# ASSIGNMENT
Return all of the records below verbatim.
************
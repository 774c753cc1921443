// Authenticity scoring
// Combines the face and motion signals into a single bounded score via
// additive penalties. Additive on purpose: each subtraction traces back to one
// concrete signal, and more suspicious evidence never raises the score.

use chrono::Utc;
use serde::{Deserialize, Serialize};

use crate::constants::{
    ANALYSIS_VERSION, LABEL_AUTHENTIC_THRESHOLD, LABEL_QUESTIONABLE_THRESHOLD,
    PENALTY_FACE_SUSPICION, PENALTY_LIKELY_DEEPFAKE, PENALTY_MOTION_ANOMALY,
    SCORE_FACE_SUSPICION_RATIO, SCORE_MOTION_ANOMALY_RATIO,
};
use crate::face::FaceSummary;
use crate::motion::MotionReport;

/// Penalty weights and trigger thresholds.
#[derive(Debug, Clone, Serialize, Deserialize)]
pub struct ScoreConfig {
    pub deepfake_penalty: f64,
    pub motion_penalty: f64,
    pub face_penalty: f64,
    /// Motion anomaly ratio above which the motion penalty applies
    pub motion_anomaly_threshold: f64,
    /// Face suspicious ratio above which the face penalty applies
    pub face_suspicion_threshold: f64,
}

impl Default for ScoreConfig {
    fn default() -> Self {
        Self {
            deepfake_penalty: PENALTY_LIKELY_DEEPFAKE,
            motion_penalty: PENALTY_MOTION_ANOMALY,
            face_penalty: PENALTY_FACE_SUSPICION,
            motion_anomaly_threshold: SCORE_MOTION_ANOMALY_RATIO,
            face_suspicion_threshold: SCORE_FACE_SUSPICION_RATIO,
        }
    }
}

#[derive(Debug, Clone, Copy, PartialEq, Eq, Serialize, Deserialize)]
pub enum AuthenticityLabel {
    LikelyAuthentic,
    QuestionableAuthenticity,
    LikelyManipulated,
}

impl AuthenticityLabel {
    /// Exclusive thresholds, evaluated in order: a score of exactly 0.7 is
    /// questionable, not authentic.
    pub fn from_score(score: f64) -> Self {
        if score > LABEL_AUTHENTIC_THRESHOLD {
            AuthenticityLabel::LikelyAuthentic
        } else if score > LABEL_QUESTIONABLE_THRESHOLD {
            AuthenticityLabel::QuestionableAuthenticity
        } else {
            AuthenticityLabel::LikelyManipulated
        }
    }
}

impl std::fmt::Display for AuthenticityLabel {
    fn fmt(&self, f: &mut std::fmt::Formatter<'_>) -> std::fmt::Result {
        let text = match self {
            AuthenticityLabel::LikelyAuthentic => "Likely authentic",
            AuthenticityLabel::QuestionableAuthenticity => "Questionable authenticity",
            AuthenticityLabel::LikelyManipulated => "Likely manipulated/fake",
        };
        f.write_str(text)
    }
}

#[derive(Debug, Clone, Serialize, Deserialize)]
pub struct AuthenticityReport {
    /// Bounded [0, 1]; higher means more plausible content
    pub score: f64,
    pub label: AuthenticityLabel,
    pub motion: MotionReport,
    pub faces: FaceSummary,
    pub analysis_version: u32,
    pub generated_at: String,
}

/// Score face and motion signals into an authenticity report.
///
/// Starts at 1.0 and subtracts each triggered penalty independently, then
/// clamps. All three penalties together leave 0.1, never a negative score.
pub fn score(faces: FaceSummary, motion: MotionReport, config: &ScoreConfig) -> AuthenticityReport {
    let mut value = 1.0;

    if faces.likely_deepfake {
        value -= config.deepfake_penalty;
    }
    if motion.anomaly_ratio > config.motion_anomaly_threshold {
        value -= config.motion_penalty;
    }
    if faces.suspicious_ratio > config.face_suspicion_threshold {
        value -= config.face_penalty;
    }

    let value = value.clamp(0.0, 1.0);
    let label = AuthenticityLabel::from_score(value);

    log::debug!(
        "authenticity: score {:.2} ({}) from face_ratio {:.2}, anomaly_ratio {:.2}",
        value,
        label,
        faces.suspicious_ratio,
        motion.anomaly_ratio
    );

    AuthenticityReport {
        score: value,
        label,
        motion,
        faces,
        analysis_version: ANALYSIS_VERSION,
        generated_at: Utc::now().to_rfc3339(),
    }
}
************
# EXERCISE OUTPUT
repository 774c753cc1921443
// Authenticity scoring
// Combines the face and motion signals into a single bounded score via
// additive penalties. Additive on purpose: each subtraction traces back to one
// concrete signal, and more suspicious evidence never raises the score.

use chrono::Utc;
use serde::{Deserialize, Serialize};

use crate::constants::{
    ANALYSIS_VERSION, LABEL_AUTHENTIC_THRESHOLD, LABEL_QUESTIONABLE_THRESHOLD,
    PENALTY_FACE_SUSPICION, PENALTY_LIKELY_DEEPFAKE, PENALTY_MOTION_ANOMALY,
    SCORE_FACE_SUSPICION_RATIO, SCORE_MOTION_ANOMALY_RATIO,
};
use crate::face::FaceSummary;
use crate::motion::MotionReport;

/// Penalty weights and trigger thresholds.
#[derive(Debug, Clone, Serialize, Deserialize)]
pub struct ScoreConfig {
    pub deepfake_penalty: f64,
    pub motion_penalty: f64,
    pub face_penalty: f64,
    /// Motion anomaly ratio above which the motion penalty applies
    pub motion_anomaly_threshold: f64,
    /// Face suspicious ratio above which the face penalty applies
    pub face_suspicion_threshold: f64,
}

impl Default for ScoreConfig {
    fn default() -> Self {
        Self {
            deepfake_penalty: PENALTY_LIKELY_DEEPFAKE,
            motion_penalty: PENALTY_MOTION_ANOMALY,
            face_penalty: PENALTY_FACE_SUSPICION,
            motion_anomaly_threshold: SCORE_MOTION_ANOMALY_RATIO,
            face_suspicion_threshold: SCORE_FACE_SUSPICION_RATIO,
        }
    }
}

#[derive(Debug, Clone, Copy, PartialEq, Eq, Serialize, Deserialize)]
pub enum AuthenticityLabel {
    LikelyAuthentic,
    QuestionableAuthenticity,
    LikelyManipulated,
}

impl AuthenticityLabel {
    /// Exclusive thresholds, evaluated in order: a score of exactly 0.7 is
    /// questionable, not authentic.
    pub fn from_score(score: f64) -> Self {
        if score > LABEL_AUTHENTIC_THRESHOLD {
            AuthenticityLabel::LikelyAuthentic
        } else if score > LABEL_QUESTIONABLE_THRESHOLD {
            AuthenticityLabel::QuestionableAuthenticity
        } else {
            AuthenticityLabel::LikelyManipulated
        }
    }
}

impl std::fmt::Display for AuthenticityLabel {
    fn fmt(&self, f: &mut std::fmt::Formatter<'_>) -> std::fmt::Result {
        let text = match self {
            AuthenticityLabel::LikelyAuthentic => "Likely authentic",
            AuthenticityLabel::QuestionableAuthenticity => "Questionable authenticity",
            AuthenticityLabel::LikelyManipulated => "Likely manipulated/fake",
        };
        f.write_str(text)
    }
}

#[derive(Debug, Clone, Serialize, Deserialize)]
pub struct AuthenticityReport {
    /// Bounded [0, 1]; higher means more plausible content
    pub score: f64,
    pub label: AuthenticityLabel,
    pub motion: MotionReport,
    pub faces: FaceSummary,
    pub analysis_version: u32,
    pub generated_at: String,
}

/// Score face and motion signals into an authenticity report.
///
/// Starts at 1.0 and subtracts each triggered penalty independently, then
/// clamps. All three penalties together leave 0.1, never a negative score.
pub fn score(faces: FaceSummary, motion: MotionReport, config: &ScoreConfig) -> AuthenticityReport {
    let mut value = 1.0;

    if faces.likely_deepfake {
        value -= config.deepfake_penalty;
    }
    if motion.anomaly_ratio > config.motion_anomaly_threshold {
        value -= config.motion_penalty;
    }
    if faces.suspicious_ratio > config.face_suspicion_threshold {
        value -= config.face_penalty;
    }

    let value = value.clamp(0.0, 1.0);
    let label = AuthenticityLabel::from_score(value);

    log::debug!(
        "authenticity: score {:.2} ({}) from face_ratio {:.2}, anomaly_ratio {:.2}",
        value,
        label,
        faces.suspicious_ratio,
        motion.anomaly_ratio
    );

    AuthenticityReport {
        score: value,
        label,
        motion,
        faces,
        analysis_version: ANALYSIS_VERSION,
        generated_at: Utc::now().to_rfc3339(),
    }
}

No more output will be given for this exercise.